Llevaba previstas dos
intenciones antes de salir hacia La Toba: estacionar el coche junto a la fuente
de la Calle Real cerca de la picota, y buscar a un buen amigo que dejé por allí
en mi primer viaje, Pedro Serrano. La primera de ellas pude cumplirla
fácilmente, como cabe suponer; pero no así la segunda, pues mi amigo murió hace
bastantes años según me contaron, y de él sólo queda en el pueblo su memoria, y
en mi recuerdo la imagen lejana de un hombre bueno, amigable y servicial, que
en su día me acompañó por donde quise ir, me explico cuanto quise saber, y me
invitó en su casa a un vasito de vino de su cosecha y a unas rosquillas muy
ricas que había hecho su hermana, anciana como él, con la que vivía. Ni uno ni
otra están ya en el mundo. Vaya pues para ambos mi recuerdo y mi gratitud, al
tiempo que me dispongo a andar por las calles y plazuelas del pueblo en
compañía de nadie.
El conjunto que forman
a mitad de la Calle Real la fuente y la picota es la enseña del pueblo de La
Toba, la imagen que lo distingue y lo personaliza como ninguna otra. La fuente
de tres caños que vierte sobre un pequeño pilón, debió de ser restaurada en
1999 según reza grabado sobre la piedra. La picota, en cambio, es mucho más
antigua, data del siglo XVI, cuando al pueblo se le concedió a título real la
categoría de villa; es una picota altiva y solemne, en la que la piedra del
fuste, y más todavía la del informe capitel, aparece desgastada por el
incesante roer de los siglos. Al decir de los más viejos del lugar no falta el
dato tétrico de que allí, en unas argollas que tenía, colgaban a los
malhechores.
La mañana es fresca.
Apenas me cruzo al andar con alguna persona por la calle. Son calles en cuesta
que siguen la inclinación del terreno donde se les ocurrió plantar sus reales a
los primeros pobladores de frente al barranco. Calle Palacio, Calle de la
Fuente, Calle Oscura, Travesía Alta, Plaza de Centro, Carretera de Jadraque…En
la Plaza de Centro, recóndita y con una fuente antigua que mana sin cesar, hay
una señora que me dice que la Plaza del Ayuntamiento está al volver de la
esquina.

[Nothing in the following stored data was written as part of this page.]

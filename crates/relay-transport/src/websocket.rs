//! WebSocket transport implementation.
//!
//! Adapts an upgraded axum [`WebSocket`] into a [`FrameSource`] and a
//! [`FrameSink`] that can be driven from separate loops.

use async_trait::async_trait;
use axum::extract::ws::{Message, WebSocket};
use bytes::Bytes;
use futures_util::stream::{SplitSink, SplitStream};
use futures_util::{SinkExt, StreamExt};
use tracing::{debug, trace};

use crate::traits::{FrameSink, FrameSource, Inbound, TransportError};

/// Split an upgraded WebSocket into its read and write halves.
#[must_use]
pub fn split(socket: WebSocket) -> (WebSocketSource, WebSocketSink) {
    let (sink, stream) = socket.split();
    (
        WebSocketSource { stream },
        WebSocketSink {
            sink,
            is_open: true,
        },
    )
}

/// The read half of a WebSocket connection.
pub struct WebSocketSource {
    stream: SplitStream<WebSocket>,
}

#[async_trait]
impl FrameSource for WebSocketSource {
    async fn recv(&mut self) -> Result<Option<Inbound>, TransportError> {
        match self.stream.next().await {
            Some(Ok(Message::Text(text))) => Ok(Some(Inbound::Text(text))),
            Some(Ok(Message::Binary(data))) => Ok(Some(Inbound::Binary(Bytes::from(data)))),
            // Pong replies are queued by the underlying socket itself
            Some(Ok(Message::Ping(_))) => Ok(Some(Inbound::Ping)),
            Some(Ok(Message::Pong(_))) => Ok(Some(Inbound::Pong)),
            Some(Ok(Message::Close(frame))) => {
                debug!(reason = ?frame, "Received close frame");
                Ok(None)
            }
            Some(Err(e)) => Err(TransportError::ReceiveFailed(e.to_string())),
            None => {
                trace!("WebSocket stream ended");
                Ok(None)
            }
        }
    }
}

/// The write half of a WebSocket connection.
pub struct WebSocketSink {
    sink: SplitSink<WebSocket, Message>,
    is_open: bool,
}

impl WebSocketSink {
    async fn send(&mut self, message: Message) -> Result<(), TransportError> {
        if !self.is_open {
            return Err(TransportError::ConnectionClosed);
        }

        self.sink
            .send(message)
            .await
            .map_err(|e| TransportError::SendFailed(e.to_string()))
    }
}

#[async_trait]
impl FrameSink for WebSocketSink {
    async fn send_text(&mut self, text: &str) -> Result<(), TransportError> {
        self.send(Message::Text(text.to_owned())).await
    }

    async fn send_ping(&mut self) -> Result<(), TransportError> {
        self.send(Message::Ping(Vec::new())).await
    }

    async fn close(&mut self) -> Result<(), TransportError> {
        if !std::mem::replace(&mut self.is_open, false) {
            return Ok(());
        }

        self.sink
            .close()
            .await
            .map_err(|e| TransportError::Other(format!("Failed to close: {}", e)))
    }
}
//! Identities and the persisted message model.

use chrono::{DateTime, TimeZone, Utc};
use serde::{Deserialize, Serialize};
use std::fmt;
use std::str::FromStr;
use uuid::Uuid;

/// Default number of rows returned by a history query.
pub const DEFAULT_HISTORY_LIMIT: usize = 20;

/// Largest accepted history page.
pub const MAX_HISTORY_LIMIT: usize = 100;

/// A stable user identity, as resolved by the authenticator.
#[derive(Debug, Clone, Copy, PartialEq, Eq, Hash, PartialOrd, Ord, Serialize, Deserialize)]
#[serde(transparent)]
pub struct UserId(Uuid);

impl UserId {
    /// Wrap a UUID.
    #[must_use]
    pub const fn new(id: Uuid) -> Self {
        Self(id)
    }

    /// Generate a random identity.
    #[must_use]
    pub fn random() -> Self {
        Self(Uuid::new_v4())
    }

    /// Get the underlying UUID.
    #[must_use]
    pub fn as_uuid(&self) -> Uuid {
        self.0
    }
}

impl fmt::Display for UserId {
    fn fmt(&self, f: &mut fmt::Formatter<'_>) -> fmt::Result {
        self.0.fmt(f)
    }
}

impl FromStr for UserId {
    type Err = uuid::Error;

    fn from_str(s: &str) -> Result<Self, Self::Err> {
        Uuid::parse_str(s).map(Self)
    }
}

impl From<Uuid> for UserId {
    fn from(id: Uuid) -> Self {
        Self(id)
    }
}

/// A persisted message identifier.
#[derive(Debug, Clone, Copy, PartialEq, Eq, Hash, Serialize, Deserialize)]
#[serde(transparent)]
pub struct MessageId(Uuid);

impl MessageId {
    /// Wrap a UUID.
    #[must_use]
    pub const fn new(id: Uuid) -> Self {
        Self(id)
    }

    /// Generate a fresh message id.
    #[must_use]
    pub fn generate() -> Self {
        Self(Uuid::new_v4())
    }

    /// Get the underlying UUID.
    #[must_use]
    pub fn as_uuid(&self) -> Uuid {
        self.0
    }
}

impl fmt::Display for MessageId {
    fn fmt(&self, f: &mut fmt::Formatter<'_>) -> fmt::Result {
        self.0.fmt(f)
    }
}

impl FromStr for MessageId {
    type Err = uuid::Error;

    fn from_str(s: &str) -> Result<Self, Self::Err> {
        Uuid::parse_str(s).map(Self)
    }
}

/// A stored direct message.
#[derive(Debug, Clone, PartialEq, Eq, Serialize, Deserialize)]
pub struct Message {
    /// Message identifier.
    pub id: MessageId,
    /// Author; the only user allowed to edit or delete.
    pub sender: UserId,
    /// Addressee.
    pub receiver: UserId,
    /// Current text.
    pub content: String,
    /// Soft-delete flag.
    pub deleted: bool,
    /// When the content was last replaced.
    pub edited_at: Option<DateTime<Utc>>,
    /// When the message was stored.
    pub created_at: DateTime<Utc>,
}

impl Message {
    /// Create a new, not yet stored message.
    #[must_use]
    pub fn new(sender: UserId, receiver: UserId, content: impl Into<String>) -> Self {
        Self {
            id: MessageId::generate(),
            sender,
            receiver,
            content: content.into(),
            deleted: false,
            edited_at: None,
            created_at: Utc::now(),
        }
    }

    /// Creation time in unix seconds.
    #[must_use]
    pub fn timestamp(&self) -> i64 {
        self.created_at.timestamp()
    }

    /// Check whether this message belongs to the conversation between `a` and `b`.
    #[must_use]
    pub fn between(&self, a: &UserId, b: &UserId) -> bool {
        (self.sender == *a && self.receiver == *b) || (self.sender == *b && self.receiver == *a)
    }
}

/// Parameters of a conversation history query.
#[derive(Debug, Clone, PartialEq, Eq)]
pub struct HistoryQuery {
    /// Maximum number of rows.
    pub limit: usize,
    /// Exclusive upper bound on creation time.
    pub before: Option<DateTime<Utc>>,
}

impl Default for HistoryQuery {
    fn default() -> Self {
        Self {
            limit: DEFAULT_HISTORY_LIMIT,
            before: None,
        }
    }
}

impl HistoryQuery {
    /// Create a query with the default limit and no cursor.
    #[must_use]
    pub fn new() -> Self {
        Self::default()
    }

    /// Set the page size. Values outside `1..=MAX_HISTORY_LIMIT` fall back
    /// to the default.
    #[must_use]
    pub fn with_limit(mut self, limit: Option<i64>) -> Self {
        self.limit = match limit {
            Some(l) if l >= 1 && l <= MAX_HISTORY_LIMIT as i64 => l as usize,
            _ => DEFAULT_HISTORY_LIMIT,
        };
        self
    }

    /// Only return messages created strictly before `before` unix seconds.
    ///
    /// Cursors outside the representable range clamp to the earliest or
    /// latest representable instant.
    #[must_use]
    pub fn before_unix(mut self, before: Option<i64>) -> Self {
        self.before = before.map(|ts| {
            Utc.timestamp_opt(ts, 0).single().unwrap_or(if ts < 0 {
                DateTime::<Utc>::MIN_UTC
            } else {
                DateTime::<Utc>::MAX_UTC
            })
        });
        self
    }
}
//! Frame types for the Relay protocol.
//!
//! Frames are JSON objects discriminated by a `type` field. Envelopes only
//! carry stable identifiers and content, never anything tied to a connection.

use serde::{Deserialize, Serialize};
use uuid::Uuid;

/// Frame type identifiers as they appear in the `type` field.
#[derive(Debug, Clone, Copy, PartialEq, Eq, Hash)]
pub enum FrameType {
    DirectMessage,
    MessageEdited,
    MessageDeleted,
}

impl FrameType {
    /// The wire name of this frame type.
    #[must_use]
    pub fn as_str(&self) -> &'static str {
        match self {
            FrameType::DirectMessage => "direct_message",
            FrameType::MessageEdited => "message_edited",
            FrameType::MessageDeleted => "message_deleted",
        }
    }
}

impl std::fmt::Display for FrameType {
    fn fmt(&self, f: &mut std::fmt::Formatter<'_>) -> std::fmt::Result {
        f.write_str(self.as_str())
    }
}

/// A frame sent by a client.
///
/// Only `direct_message` is accepted; any other `type` fails to decode and
/// is dropped by the hub.
#[derive(Debug, Clone, PartialEq, Serialize, Deserialize)]
#[serde(tag = "type")]
pub enum IncomingFrame {
    /// Send a message to another user.
    #[serde(rename = "direct_message")]
    DirectMessage {
        /// Recipient user id.
        to: Uuid,
        /// Message text.
        content: String,
    },
}

impl IncomingFrame {
    /// Create a new DirectMessage frame.
    #[must_use]
    pub fn direct_message(to: Uuid, content: impl Into<String>) -> Self {
        IncomingFrame::DirectMessage {
            to,
            content: content.into(),
        }
    }
}

/// A frame pushed by the server to live sessions.
#[derive(Debug, Clone, PartialEq, Serialize, Deserialize)]
#[serde(tag = "type")]
pub enum OutgoingFrame {
    /// Live delivery of a newly persisted message.
    #[serde(rename = "direct_message")]
    DirectMessage {
        /// Persisted message id.
        id: Uuid,
        /// Sender user id.
        from: Uuid,
        /// Message text.
        content: String,
        /// Creation time in unix seconds, as recorded by the store.
        timestamp: i64,
    },

    /// A message was edited by its sender.
    #[serde(rename = "message_edited")]
    MessageEdited {
        /// Edited message id.
        id: Uuid,
        /// New content.
        content: String,
    },

    /// A message was soft-deleted by its sender.
    #[serde(rename = "message_deleted")]
    MessageDeleted {
        /// Deleted message id.
        id: Uuid,
    },
}

impl OutgoingFrame {
    /// Get the frame type.
    #[must_use]
    pub fn frame_type(&self) -> FrameType {
        match self {
            OutgoingFrame::DirectMessage { .. } => FrameType::DirectMessage,
            OutgoingFrame::MessageEdited { .. } => FrameType::MessageEdited,
            OutgoingFrame::MessageDeleted { .. } => FrameType::MessageDeleted,
        }
    }

    /// Create a new DirectMessage frame.
    #[must_use]
    pub fn direct_message(id: Uuid, from: Uuid, content: impl Into<String>, timestamp: i64) -> Self {
        OutgoingFrame::DirectMessage {
            id,
            from,
            content: content.into(),
            timestamp,
        }
    }

    /// Create a new MessageEdited frame.
    #[must_use]
    pub fn message_edited(id: Uuid, content: impl Into<String>) -> Self {
        OutgoingFrame::MessageEdited {
            id,
            content: content.into(),
        }
    }

    /// Create a new MessageDeleted frame.
    #[must_use]
    pub fn message_deleted(id: Uuid) -> Self {
        OutgoingFrame::MessageDeleted { id }
    }
}

#[cfg(test)]
mod tests {
    use super::*;
    use serde_json::json;

    #[test]
    fn test_frame_type() {
        let id = Uuid::new_v4();
        assert_eq!(
            OutgoingFrame::message_deleted(id).frame_type(),
            FrameType::MessageDeleted
        );
        assert_eq!(FrameType::MessageEdited.to_string(), "message_edited");
    }

    #[test]
    fn test_outgoing_direct_message_shape() {
        let id = Uuid::new_v4();
        let from = Uuid::new_v4();
        let frame = OutgoingFrame::direct_message(id, from, "hello", 1_700_000_000);

        let value = serde_json::to_value(&frame).unwrap();
        assert_eq!(
            value,
            json!({
                "type": "direct_message",
                "id": id.to_string(),
                "from": from.to_string(),
                "content": "hello",
                "timestamp": 1_700_000_000,
            })
        );
    }

    #[test]
    fn test_outgoing_deleted_carries_only_id() {
        let id = Uuid::new_v4();
        let value = serde_json::to_value(OutgoingFrame::message_deleted(id)).unwrap();
        assert_eq!(value, json!({ "type": "message_deleted", "id": id.to_string() }));
    }
}
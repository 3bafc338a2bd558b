//! # relay-core
//!
//! Connection hub, sessions and message routing for the Relay
//! direct-messaging server.
//!
//! This crate provides the fundamental building blocks:
//!
//! - **Hub** - Registry of live sessions per user, routing and broadcast
//! - **Session** - One connection's inbound and outbound loops
//! - **RateLimiter** - Per-key sliding-window admission control
//! - **MessageStore** - Persistence seam for direct messages
//!
//! ## Architecture
//!
//! ```text
//! ┌─────────────┐     ┌─────────────┐     ┌──────────────┐
//! │   Session   │────▶│     Hub     │────▶│ MessageStore │
//! │  (inbound)  │     └─────────────┘     └──────────────┘
//! └─────────────┘            │
//!                            ▼
//!                     ┌─────────────┐
//!                     │   Session   │
//!                     │ (outbound)  │
//!                     └─────────────┘
//! ```

pub mod hub;
pub mod message;
pub mod ratelimit;
pub mod session;
pub mod store;

pub use hub::{
    DropReason, Hub, HubConfig, HubStats, OverflowPolicy, RouteOutcome, SessionHandle,
};
pub use message::{HistoryQuery, Message, MessageId, UserId};
pub use ratelimit::RateLimiter;
pub use session::{CloseReason, Session, SessionConfig, SessionSummary};
pub use store::{MemoryStore, MessageStore, StoreError};
//! SQLite message store.
//!
//! A single connection behind a mutex; every call runs on the blocking
//! pool. Timestamps are stored as unix microseconds.

use async_trait::async_trait;
use chrono::{DateTime, Utc};
use relay_core::{HistoryQuery, Message, MessageId, MessageStore, StoreError, UserId};
use rusqlite::types::Type;
use rusqlite::{params, Connection, OptionalExtension, Row};
use std::path::Path;
use std::sync::{Arc, Mutex, PoisonError};
use tracing::{debug, info};
use uuid::Uuid;

const SELECT_COLUMNS: &str =
    "SELECT id, sender_id, receiver_id, content, deleted, edited_at, created_at FROM messages";

/// Message store backed by SQLite.
#[derive(Clone)]
pub struct SqliteStore {
    conn: Arc<Mutex<Connection>>,
}

impl SqliteStore {
    /// Open or create the database at `path`.
    ///
    /// # Errors
    ///
    /// Returns an error if the database cannot be opened or migrated.
    pub fn open(path: impl AsRef<Path>) -> Result<Self, StoreError> {
        let path = path.as_ref();
        let conn = Connection::open(path).map_err(backend)?;
        info!("Opened message database at {}", path.display());
        Self::with_connection(conn)
    }

    /// Open a private in-memory database.
    ///
    /// # Errors
    ///
    /// Returns an error if the schema cannot be created.
    pub fn open_in_memory() -> Result<Self, StoreError> {
        Self::with_connection(Connection::open_in_memory().map_err(backend)?)
    }

    fn with_connection(conn: Connection) -> Result<Self, StoreError> {
        conn.execute_batch(
            "CREATE TABLE IF NOT EXISTS messages (
                id TEXT PRIMARY KEY,
                sender_id TEXT NOT NULL,
                receiver_id TEXT NOT NULL,
                content TEXT NOT NULL,
                deleted INTEGER NOT NULL DEFAULT 0,
                edited_at INTEGER,
                created_at INTEGER NOT NULL
            );
            CREATE INDEX IF NOT EXISTS idx_messages_conversation
                ON messages(sender_id, receiver_id, created_at);",
        )
        .map_err(backend)?;

        Ok(Self {
            conn: Arc::new(Mutex::new(conn)),
        })
    }

    async fn with_conn<T, F>(&self, f: F) -> Result<T, StoreError>
    where
        T: Send + 'static,
        F: FnOnce(&mut Connection) -> Result<T, StoreError> + Send + 'static,
    {
        let conn = Arc::clone(&self.conn);
        tokio::task::spawn_blocking(move || {
            let mut conn = conn.lock().unwrap_or_else(PoisonError::into_inner);
            f(&mut conn)
        })
        .await
        .map_err(|e| StoreError::Backend(format!("Store task failed: {}", e)))?
    }

    async fn modify(
        &self,
        id: MessageId,
        requester: UserId,
        update: &'static str,
        content: Option<String>,
    ) -> Result<Message, StoreError> {
        self.with_conn(move |conn| {
            let tx = conn.transaction().map_err(backend)?;

            let row: Option<(String, bool)> = tx
                .query_row(
                    "SELECT sender_id, deleted FROM messages WHERE id = ?1",
                    params![id.to_string()],
                    |row| Ok((row.get(0)?, row.get(1)?)),
                )
                .optional()
                .map_err(backend)?;

            match row {
                Some((_, true)) | None => return Err(StoreError::NotFound(id)),
                Some((sender, false)) if sender != requester.to_string() => {
                    return Err(StoreError::Forbidden(id));
                }
                Some(_) => {}
            }

            let updated = match content {
                Some(content) => tx.execute(
                    update,
                    params![id.to_string(), content, to_micros(&Utc::now())],
                ),
                None => tx.execute(update, params![id.to_string()]),
            };
            updated.map_err(backend)?;

            let message = tx
                .query_row(
                    &format!("{SELECT_COLUMNS} WHERE id = ?1"),
                    params![id.to_string()],
                    message_from_row,
                )
                .map_err(backend)?;
            tx.commit().map_err(backend)?;
            Ok(message)
        })
        .await
    }
}

#[async_trait]
impl MessageStore for SqliteStore {
    async fn create(
        &self,
        sender: UserId,
        receiver: UserId,
        content: &str,
    ) -> Result<Message, StoreError> {
        let mut message = Message::new(sender, receiver, content);
        // Match what a later read returns
        message.created_at = from_micros(to_micros(&message.created_at));

        self.with_conn(move |conn| {
            conn.execute(
                "INSERT INTO messages (id, sender_id, receiver_id, content, deleted, created_at)
                 VALUES (?1, ?2, ?3, ?4, 0, ?5)",
                params![
                    message.id.to_string(),
                    message.sender.to_string(),
                    message.receiver.to_string(),
                    message.content,
                    to_micros(&message.created_at),
                ],
            )
            .map_err(backend)?;
            debug!(message_id = %message.id, "Stored message");
            Ok(message)
        })
        .await
    }

    async fn edit(
        &self,
        id: MessageId,
        requester: UserId,
        content: &str,
    ) -> Result<Message, StoreError> {
        self.modify(
            id,
            requester,
            "UPDATE messages SET content = ?2, edited_at = ?3 WHERE id = ?1",
            Some(content.to_owned()),
        )
        .await
    }

    async fn soft_delete(&self, id: MessageId, requester: UserId) -> Result<Message, StoreError> {
        self.modify(
            id,
            requester,
            "UPDATE messages SET deleted = 1 WHERE id = ?1",
            None,
        )
        .await
    }

    async fn history(
        &self,
        a: UserId,
        b: UserId,
        query: &HistoryQuery,
    ) -> Result<Vec<Message>, StoreError> {
        let before = query.before.as_ref().map_or(i64::MAX, to_micros);
        let limit = i64::try_from(query.limit).unwrap_or(i64::MAX);

        self.with_conn(move |conn| {
            let mut stmt = conn
                .prepare(&format!(
                    "{SELECT_COLUMNS}
                     WHERE deleted = 0
                       AND ((sender_id = ?1 AND receiver_id = ?2)
                         OR (sender_id = ?2 AND receiver_id = ?1))
                       AND created_at < ?3
                     ORDER BY created_at DESC, rowid DESC
                     LIMIT ?4"
                ))
                .map_err(backend)?;

            let messages = stmt
                .query_map(
                    params![a.to_string(), b.to_string(), before, limit],
                    message_from_row,
                )
                .map_err(backend)?
                .collect::<rusqlite::Result<Vec<_>>>()
                .map_err(backend)?;
            Ok(messages)
        })
        .await
    }
}

fn backend(e: rusqlite::Error) -> StoreError {
    StoreError::Backend(e.to_string())
}

fn to_micros(time: &DateTime<Utc>) -> i64 {
    time.timestamp_micros()
}

fn from_micros(micros: i64) -> DateTime<Utc> {
    DateTime::from_timestamp_micros(micros).unwrap_or_default()
}

fn uuid_column(row: &Row<'_>, idx: usize) -> rusqlite::Result<Uuid> {
    let text: String = row.get(idx)?;
    Uuid::parse_str(&text)
        .map_err(|e| rusqlite::Error::FromSqlConversionFailure(idx, Type::Text, Box::new(e)))
}

fn message_from_row(row: &Row<'_>) -> rusqlite::Result<Message> {
    Ok(Message {
        id: MessageId::new(uuid_column(row, 0)?),
        sender: UserId::new(uuid_column(row, 1)?),
        receiver: UserId::new(uuid_column(row, 2)?),
        content: row.get(3)?,
        deleted: row.get(4)?,
        edited_at: row.get::<_, Option<i64>>(5)?.map(from_micros),
        created_at: from_micros(row.get(6)?),
    })
}

#[cfg(test)]
mod tests {
    use super::*;

    fn store() -> SqliteStore {
        SqliteStore::open_in_memory().unwrap()
    }

    #[tokio::test]
    async fn test_create_and_history() {
        let store = store();
        let (a, b, c) = (UserId::random(), UserId::random(), UserId::random());

        let first = store.create(a, b, "one").await.unwrap();
        store.create(b, a, "two").await.unwrap();
        store.create(a, c, "elsewhere").await.unwrap();

        let history = store.history(b, a, &HistoryQuery::new()).await.unwrap();
        let contents: Vec<_> = history.iter().map(|m| m.content.as_str()).collect();
        assert_eq!(contents, vec!["two", "one"]);
        assert_eq!(history[1], first);
    }

    #[tokio::test]
    async fn test_history_limit_newest_first_without_deleted() {
        let store = store();
        let (a, b) = (UserId::random(), UserId::random());

        let mut ids = Vec::new();
        for i in 0..30 {
            ids.push(store.create(a, b, &format!("m{i}")).await.unwrap().id);
        }
        store.soft_delete(ids[29], a).await.unwrap();

        let history = store.history(a, b, &HistoryQuery::new()).await.unwrap();
        assert_eq!(history.len(), 20);
        assert_eq!(history[0].content, "m28");
        assert_eq!(history[19].content, "m9");

        let page = HistoryQuery::new().with_limit(Some(5));
        assert_eq!(store.history(a, b, &page).await.unwrap().len(), 5);
    }

    #[tokio::test]
    async fn test_history_before_cursor() {
        let store = store();
        let (a, b) = (UserId::random(), UserId::random());
        let msg = store.create(a, b, "now").await.unwrap();

        let query = HistoryQuery::new().before_unix(Some(msg.timestamp()));
        assert!(store.history(a, b, &query).await.unwrap().is_empty());

        let query = HistoryQuery::new().before_unix(Some(msg.timestamp() + 1));
        assert_eq!(store.history(a, b, &query).await.unwrap().len(), 1);
    }

    #[tokio::test]
    async fn test_history_cursor_out_of_range() {
        let store = store();
        let (a, b) = (UserId::random(), UserId::random());
        store.create(a, b, "now").await.unwrap();

        let query = HistoryQuery::new().before_unix(Some(i64::MIN));
        assert!(store.history(a, b, &query).await.unwrap().is_empty());

        let query = HistoryQuery::new().before_unix(Some(i64::MAX));
        assert_eq!(store.history(a, b, &query).await.unwrap().len(), 1);
    }

    #[tokio::test]
    async fn test_edit_and_delete_authorization() {
        let store = store();
        let (a, b) = (UserId::random(), UserId::random());
        let msg = store.create(a, b, "original").await.unwrap();

        assert!(matches!(
            store.edit(msg.id, b, "hijacked").await,
            Err(StoreError::Forbidden(_))
        ));
        assert!(matches!(
            store.soft_delete(msg.id, b).await,
            Err(StoreError::Forbidden(_))
        ));

        let edited = store.edit(msg.id, a, "fixed").await.unwrap();
        assert_eq!(edited.content, "fixed");
        assert!(edited.edited_at.is_some());

        let deleted = store.soft_delete(msg.id, a).await.unwrap();
        assert!(deleted.deleted);
        assert_eq!(deleted.content, "fixed");

        assert!(matches!(
            store.edit(msg.id, a, "again").await,
            Err(StoreError::NotFound(_))
        ));
        assert!(matches!(
            store.soft_delete(MessageId::generate(), a).await,
            Err(StoreError::NotFound(_))
        ));
        assert!(store.history(a, b, &HistoryQuery::new()).await.unwrap().is_empty());
    }

    #[tokio::test]
    async fn test_reopen_file_keeps_messages() {
        let path = std::env::temp_dir().join(format!("relay-store-{}.db", Uuid::new_v4()));
        let (a, b) = (UserId::random(), UserId::random());

        {
            let store = SqliteStore::open(&path).unwrap();
            store.create(a, b, "durable").await.unwrap();
        }

        let store = SqliteStore::open(&path).unwrap();
        let history = store.history(a, b, &HistoryQuery::new()).await.unwrap();
        assert_eq!(history.len(), 1);
        assert_eq!(history[0].content, "durable");

        drop(store);
        let _ = std::fs::remove_file(&path);
    }
}
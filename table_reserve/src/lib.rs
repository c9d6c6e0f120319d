//! # Table Reserve
//!
//! Reservation coordination for a restaurant floor: picking the right table
//! for a party, running a fair waitlist when no table is free, and keeping a
//! live view of table availability in sync with the reservation server.
//!
//! ## Core Modules
//!
//! - [`scoring`]: Pure, deterministic ranking of candidate tables
//! - [`waitlist`]: Priority queue with notification windows and re-queueing
//! - [`sync`]: Real-time availability subscription over WebSocket
//! - [`coordinator`]: Glue that assigns tables or waitlists requests and
//!   offers freed tables to waiting parties
//! - [`db`]: Postgres and in-memory persistence
//!
//! ## Example
//!
//! ```
//! use chrono::NaiveDate;
//! use table_reserve::{ReservationRequest, Table, LocationZone, TimeSlot, scoring};
//!
//! let tables = vec![Table::new(1, 1, 2, LocationZone::Indoor)];
//! let request = ReservationRequest::new(
//!     2,
//!     NaiveDate::from_ymd_opt(2030, 1, 1).unwrap(),
//!     TimeSlot::from_hm(18, 30).unwrap(),
//! );
//!
//! assert_eq!(scoring::best(&tables, &request).unwrap().table.id, 1);
//! ```

/// Reservation coordination across scoring, waitlist and availability.
pub mod coordinator;
pub use coordinator::{
    Allocation, ConfirmedOffer, CoordinatorConfig, CoordinatorError, CoordinatorResult,
    HeldTable, ReservationCoordinator,
};

/// Persistence layer.
pub mod db;

/// Guest notification delivery.
pub mod notify;

pub mod reservation;
pub use reservation::{ReservationRequest, SeatingPreference};

/// Table assignment scoring.
pub mod scoring;

/// Real-time availability synchronization.
pub mod sync;

/// Table inventory and seating grid.
pub mod table;
pub use table::{LocationZone, SlotGrid, Table, TableId, TableShape, TableStatus, TimeSlot};

/// Waitlist queue management.
pub mod waitlist;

La plaza donde está el ayuntamiento en La Toba se llama Plaza de la
Concordia, pero podría llamarse también Plaza de la Iglesia, o de la Fuente, o
del Juego de Pelota, o del Lavadero, porque todo queda reunido allí, sobre el
mismo llano.
Aunque la temperatura
no es la más indicada para detenerse en contemplaciones, he sentido la
curiosidad de bajar hasta el mirador que pone delante de los ojos el vallejuelo
que dicen del Arroyo, una especie de veguilla repleta de vegetación en primer
término, en donde hace varias décadas
estuvieron la mayor parte de las viñas que el pueblo tenía repartidas por su
término, pero que cuando la parcelación todo aquello se perdió.
La fuente de la plaza
la han dedicado a los mayores, y así lo dice una placa muy significativa y
curiosa que lo recuerda. El lavadero permanece cesante, y el juego de pelota a
la espera de los veraneantes. El sólido edificio del ayuntamiento se muestra
sobre tres arcos a manera de soportal.
Aunque ya conocía la
iglesia de San Juan Bautista de La Toba desde mi primer viaje, no tenía
fotografía alguna de su interior, del afiligranado retablo mayor ni de la placa
conmemorativa en recuerdo del más insigne hijo del pueblo, Monseñor Juan
Ricote, que falleció siendo obispo de la diócesis de Teruel.
Mi estancia dentro de
la iglesia fue realmente fugaz.; es verdad que guardaba en la memoria el
recuerdo de su retablo mayor, espectacular, como lo está todo el interior de la
iglesia, cómoda y limpia. Al retablo mayor lo preside una imagen de su titular,
San Juan Bautista, en la correspondiente hornacina central, con sendas
pinturas, una a cada lado, que representan a las santas mártires Bárbara y
Quiteria. En los muros laterales conservan otros dos retablos, barrocos
también, y menores en tamaño que el retablo mayor, que están dedicados al
obispo San Blas y a la Virgen del Pilar. A un lado del presbiterio, asida a la
pared, colocó el pueblo en 1951 la lápida de mármol blanco ya anunciada,
conmemorativa de la consagración episcopal de su hijo predilecto que, junto al
escudo del prelado y bajo su busto en relieve, reza así: “LA VILLA DE LA TOBA A
SU HIJO PREDILECTO EXCMO. Y RVDSMO. SR. D. JUAN RICOTE ALONSO, OBISPO AUXILIAR
DE MADRID-ALCALÁ, EN TESTIMONIO DE CARIÑO Y ADMIRACIÓN, Y COMO RECUERDO DE SU
CONSAGRACIÓN EPISCOPAL VERIFICADA EN MADRID. XX DE MAYO DE MCMLI”. Los restos
mortales del obispo Ricote Alonso no descansan allí, sino en la catedral de
Teruel, donde, como ya se ha dicho, ejercía su ministerio pastoral cuando le
vino la muerte el día 8 de octubre de 1972.
No son estos días de
finales de otoño los más indicados para andar por los pueblos, si bien es esa
la temporada en la que se les descubre más auténticos, más reales, más como son
al amparo de los ejidos y de los parajes cercanos que de alguna manera son
parte de la vida del pueblo. El verano vitaliza a los pueblos de manera no
natural, hasta el punto de convertirlos, sobre todo a los más olvidados y
solitarios durante el resto del año, en almacenes de gente, mucha de ella ajena
al lugar, a sus costumbres y a su pasado. El correr de la vida es así, y buena
cosa será, a pesar del frío y de las inclemencias, disfrutar alguna vez de la
verdadera imagen de los pueblos en su estado puro y natural como deben ser
vistos, como parte integrante del campo y del paisaje.